Mechanisms of retention and blistering in near-surface region of tungsten exposed to high flux deuterium plasmas of tens of eV

Shu, Wataru; Luo, G.; Yamanishi, Toshihiko

The mechanisms of retention and blistering in the near-surface region of tungsten exposed to high glux deuterium plasmas of tens of eV were studied with a variety of techniques, such as XRD, TEM, SEM, TDS, NRA and ERDA. The results of small angle XRD at a fixed incident angle of 1.5 indicated that within the experimental error there was a zero change in the lattice parameter after the plasma exposure. This implies that deuterium does not exist in the lattice interstitial sites, but instead forms a deuterium-vacancy complex and then clusters and further bubbles (deuterium molecules in vacancy clusters and voids) in near-surface region.

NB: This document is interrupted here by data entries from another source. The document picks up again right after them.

//! Sandboxed model formulas
//!
//! Formulas are parsed by a purpose-built parser into a small expression
//! tree and evaluated directly against scenario bindings. There is no path
//! from a formula to host code: the only callables are the allow-listed
//! math functions in [`functions`], and the only names are scenario
//! variables and math constants.
//!
//! # Example
//!
//! ```
//! use montecarlo_core::formula::Formula;
//! use std::collections::BTreeMap;
//!
//! let formula = Formula::parse("math.sqrt(X) * 2 + max(Y, 0)").unwrap();
//!
//! let mut scenario = BTreeMap::new();
//! scenario.insert("X".to_string(), 16.0);
//! scenario.insert("Y".to_string(), -3.0);
//!
//! assert_eq!(formula.evaluate(&scenario).unwrap(), 8.0);
//! ```

pub mod functions;
pub mod interpreter;
pub mod lexer;
pub mod parser;
pub mod types;

pub use functions::Builtin;
pub use interpreter::{Bindings, EvalError};
pub use parser::ParseError;
pub use types::Expr;

use std::collections::BTreeSet;
use thiserror::Error;

/// Either stage of turning formula text into a number
#[derive(Debug, Clone, Error, PartialEq)]
pub enum FormulaError {
    #[error("Malformed formula: {0}")]
    Parse(#[from] ParseError),

    #[error("Evaluation failed: {0}")]
    Eval(#[from] EvalError),
}

/// A compiled model formula
#[derive(Debug, Clone, PartialEq)]
pub struct Formula {
    source: String,
    expr: Expr,
}

impl Formula {
    /// Parse and resolve formula text.
    pub fn parse(source: &str) -> Result<Self, ParseError> {
        let expr = parser::parse(source)?;
        Ok(Self {
            source: source.to_string(),
            expr,
        })
    }

    /// Evaluate against one scenario.
    pub fn evaluate<B: Bindings + ?Sized>(&self, bindings: &B) -> Result<f64, EvalError> {
        interpreter::evaluate(&self.expr, bindings)
    }

    pub fn source(&self) -> &str {
        &self.source
    }

    pub fn expr(&self) -> &Expr {
        &self.expr
    }

    /// Bare names the formula reads (variables, or constants if unbound).
    pub fn names(&self) -> BTreeSet<String> {
        let mut names = Vec::new();
        self.expr.collect_names(&mut names);
        names.into_iter().map(str::to_string).collect()
    }
}

/// Parse and evaluate in one step.
pub fn evaluate<B: Bindings + ?Sized>(source: &str, bindings: &B) -> Result<f64, FormulaError> {
    let formula = Formula::parse(source)?;
    Ok(formula.evaluate(bindings)?)
}
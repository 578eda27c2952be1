//! In-process broker semantics: bounds, prefetch, redelivery

use montecarlo_core::broker::{
    connect_with_retry, Broker, BrokerError, Connector, MemoryBroker, MemoryConnector,
    Persistence, QueueOptions,
};
use montecarlo_core::resilience::{RetryPolicy, Shutdown};
use proptest::prelude::*;
use std::sync::atomic::{AtomicU32, Ordering};
use std::sync::Arc;
use std::time::Duration;

fn payload(n: usize) -> Vec<u8> {
    n.to_string().into_bytes()
}

fn decode(bytes: &[u8]) -> usize {
    std::str::from_utf8(bytes).unwrap().parse().unwrap()
}

fn runtime() -> tokio::runtime::Runtime {
    tokio::runtime::Builder::new_current_thread()
        .enable_all()
        .build()
        .unwrap()
}

// ============================================================================
// Bounded queue
// ============================================================================

proptest! {
    #[test]
    fn bounded_queue_keeps_newest(max_len in 1usize..50, published in 0usize..200) {
        runtime().block_on(async {
            let broker = MemoryBroker::new();
            broker.declare("q", QueueOptions::bounded(max_len)).await.unwrap();

            for n in 0..published {
                broker.publish("q", payload(n), Persistence::Persistent).await.unwrap();
                prop_assert!(broker.depth("q").await.unwrap() <= max_len);
            }

            let kept = published.min(max_len);
            prop_assert_eq!(broker.depth("q").await.unwrap(), kept);
            prop_assert_eq!(broker.evicted("q"), Some((published - kept) as u64));

            // Survivors are the most recent, still in publish order
            for expected in (published - kept)..published {
                let delivery = broker.get("q").await.unwrap().unwrap();
                prop_assert_eq!(decode(&delivery.payload), expected);
                broker.ack(&delivery).await.unwrap();
            }
            Ok(())
        })?;
    }
}

#[tokio::test]
async fn test_unbounded_queue_never_evicts() {
    let broker = MemoryBroker::new();
    broker.declare("q", QueueOptions::durable()).await.unwrap();
    for n in 0..1000 {
        broker.publish("q", payload(n), Persistence::Transient).await.unwrap();
    }
    assert_eq!(broker.depth("q").await.unwrap(), 1000);
    assert_eq!(broker.evicted("q"), Some(0));
    assert_eq!(broker.persistent_ready("q"), 0);
}

// ============================================================================
// Queue management
// ============================================================================

#[tokio::test]
async fn test_undeclared_queue_operations_fail() {
    let broker = MemoryBroker::new();
    assert_eq!(
        broker.depth("missing").await,
        Err(BrokerError::QueueNotFound("missing".into()))
    );
    assert!(broker
        .publish("missing", vec![], Persistence::Persistent)
        .await
        .is_err());
    assert!(broker.consume("missing", 1).await.is_err());
}

#[tokio::test]
async fn test_purge_leaves_unacked_alone() {
    let broker = MemoryBroker::new();
    broker.declare("q", QueueOptions::durable()).await.unwrap();
    for n in 0..5 {
        broker.publish("q", payload(n), Persistence::Persistent).await.unwrap();
    }
    let held = broker.get("q").await.unwrap().unwrap();

    assert_eq!(broker.purge("q").await.unwrap(), 4);
    assert_eq!(broker.depth("q").await.unwrap(), 0);
    assert_eq!(broker.unacked("q"), 1);

    broker.reject(&held, true).await.unwrap();
    assert_eq!(broker.depth("q").await.unwrap(), 1);
}

#[tokio::test]
async fn test_reject_with_requeue_marks_redelivered() {
    let broker = MemoryBroker::new();
    broker.declare("q", QueueOptions::durable()).await.unwrap();
    broker.publish("q", payload(1), Persistence::Persistent).await.unwrap();
    broker.publish("q", payload(2), Persistence::Persistent).await.unwrap();

    let first = broker.get("q").await.unwrap().unwrap();
    assert!(!first.redelivered);
    broker.reject(&first, true).await.unwrap();

    let again = broker.get("q").await.unwrap().unwrap();
    assert_eq!(decode(&again.payload), 1);
    assert!(again.redelivered);

    broker.reject(&again, false).await.unwrap();
    let next = broker.get("q").await.unwrap().unwrap();
    assert_eq!(decode(&next.payload), 2);
}

// ============================================================================
// Consumers
// ============================================================================

#[tokio::test]
async fn test_prefetch_quota_blocks_until_ack() {
    let broker = MemoryBroker::new();
    broker.declare("q", QueueOptions::durable()).await.unwrap();
    for n in 0..3 {
        broker.publish("q", payload(n), Persistence::Persistent).await.unwrap();
    }

    let mut consumer = broker.consume("q", 1).await.unwrap();
    let first = consumer.recv().await.unwrap();
    assert_eq!(consumer.in_flight(), 1);

    // Quota exhausted: a second receive waits
    let blocked = tokio::time::timeout(Duration::from_millis(50), consumer.recv()).await;
    assert!(blocked.is_err());
    assert_eq!(broker.depth("q").await.unwrap(), 2);

    broker.ack(&first).await.unwrap();
    let second = tokio::time::timeout(Duration::from_secs(1), consumer.recv())
        .await
        .expect("ack frees the quota")
        .unwrap();
    assert_eq!(decode(&second.payload), 1);
}

#[tokio::test]
async fn test_recv_wakes_on_publish() {
    let broker = MemoryBroker::new();
    broker.declare("q", QueueOptions::durable()).await.unwrap();
    let mut consumer = broker.consume("q", 1).await.unwrap();

    let publisher = {
        let broker = broker.clone();
        tokio::spawn(async move {
            tokio::time::sleep(Duration::from_millis(20)).await;
            broker.publish("q", payload(7), Persistence::Persistent).await.unwrap();
        })
    };

    let delivery = tokio::time::timeout(Duration::from_secs(1), consumer.recv())
        .await
        .expect("publish should wake the consumer")
        .unwrap();
    assert_eq!(decode(&delivery.payload), 7);
    publisher.await.unwrap();
}

#[tokio::test]
async fn test_dropped_consumer_requeues_in_order() {
    let broker = MemoryBroker::new();
    broker.declare("q", QueueOptions::durable()).await.unwrap();
    for n in 0..4 {
        broker.publish("q", payload(n), Persistence::Persistent).await.unwrap();
    }

    {
        let mut consumer = broker.consume("q", 2).await.unwrap();
        consumer.recv().await.unwrap();
        consumer.recv().await.unwrap();
        assert_eq!(broker.unacked("q"), 2);
    }

    assert_eq!(broker.unacked("q"), 0);
    assert_eq!(broker.depth("q").await.unwrap(), 4);
    let head = broker.get("q").await.unwrap().unwrap();
    assert_eq!(decode(&head.payload), 0);
    assert!(head.redelivered);
}

#[tokio::test]
async fn test_close_fails_pending_receive() {
    let broker = MemoryBroker::new();
    broker.declare("q", QueueOptions::durable()).await.unwrap();
    let mut consumer = broker.consume("q", 1).await.unwrap();

    let closer = {
        let broker = broker.clone();
        tokio::spawn(async move {
            tokio::time::sleep(Duration::from_millis(20)).await;
            broker.close();
        })
    };

    let result = tokio::time::timeout(Duration::from_secs(1), consumer.recv())
        .await
        .expect("close should wake the consumer");
    assert_eq!(result, Err(BrokerError::Closed));
    closer.await.unwrap();
}

// ============================================================================
// Connection retry
// ============================================================================

struct FlakyConnector {
    inner: MemoryConnector,
    failures_left: AtomicU32,
}

#[async_trait::async_trait]
impl Connector for FlakyConnector {
    async fn connect(&self) -> Result<Arc<dyn Broker>, BrokerError> {
        if self
            .failures_left
            .fetch_update(Ordering::SeqCst, Ordering::SeqCst, |n| n.checked_sub(1))
            .is_ok()
        {
            return Err(BrokerError::Connection("refused".into()));
        }
        self.inner.connect().await
    }

    fn endpoint(&self) -> &str {
        self.inner.endpoint()
    }
}

#[tokio::test]
async fn test_connect_retries_until_broker_is_up() {
    let connector = FlakyConnector {
        inner: MemoryConnector::new(MemoryBroker::new(), "localhost"),
        failures_left: AtomicU32::new(3),
    };
    let policy = RetryPolicy::fixed(Duration::from_millis(1));

    let broker = connect_with_retry(&connector, &policy, &Shutdown::never())
        .await
        .unwrap();
    assert_eq!(broker.name(), "memory");
    assert_eq!(connector.failures_left.load(Ordering::SeqCst), 0);
}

Cross-sectional TEM observations showed that small blisters with a diameter of around 30 nm and nano-cracks formed in the near-surface region before the formation of larger blisters with diameters of up to a few microns (comparable to grain size). The TDS results strongly indicated that deuterium existed in the molecular form in tungsten after the plasma exposure. The NRA and ERDA results suggest that the maximum atomic ratio of deuterium against tungsten reached as high as 1-2% in the near-surface region. These evidences suggest that crystal defects like vacancies should be generated due to lowering of the formation energy of vacancies by the intrusion of a great number of hydrogen isotope atoms into the near-surface region of tungsten.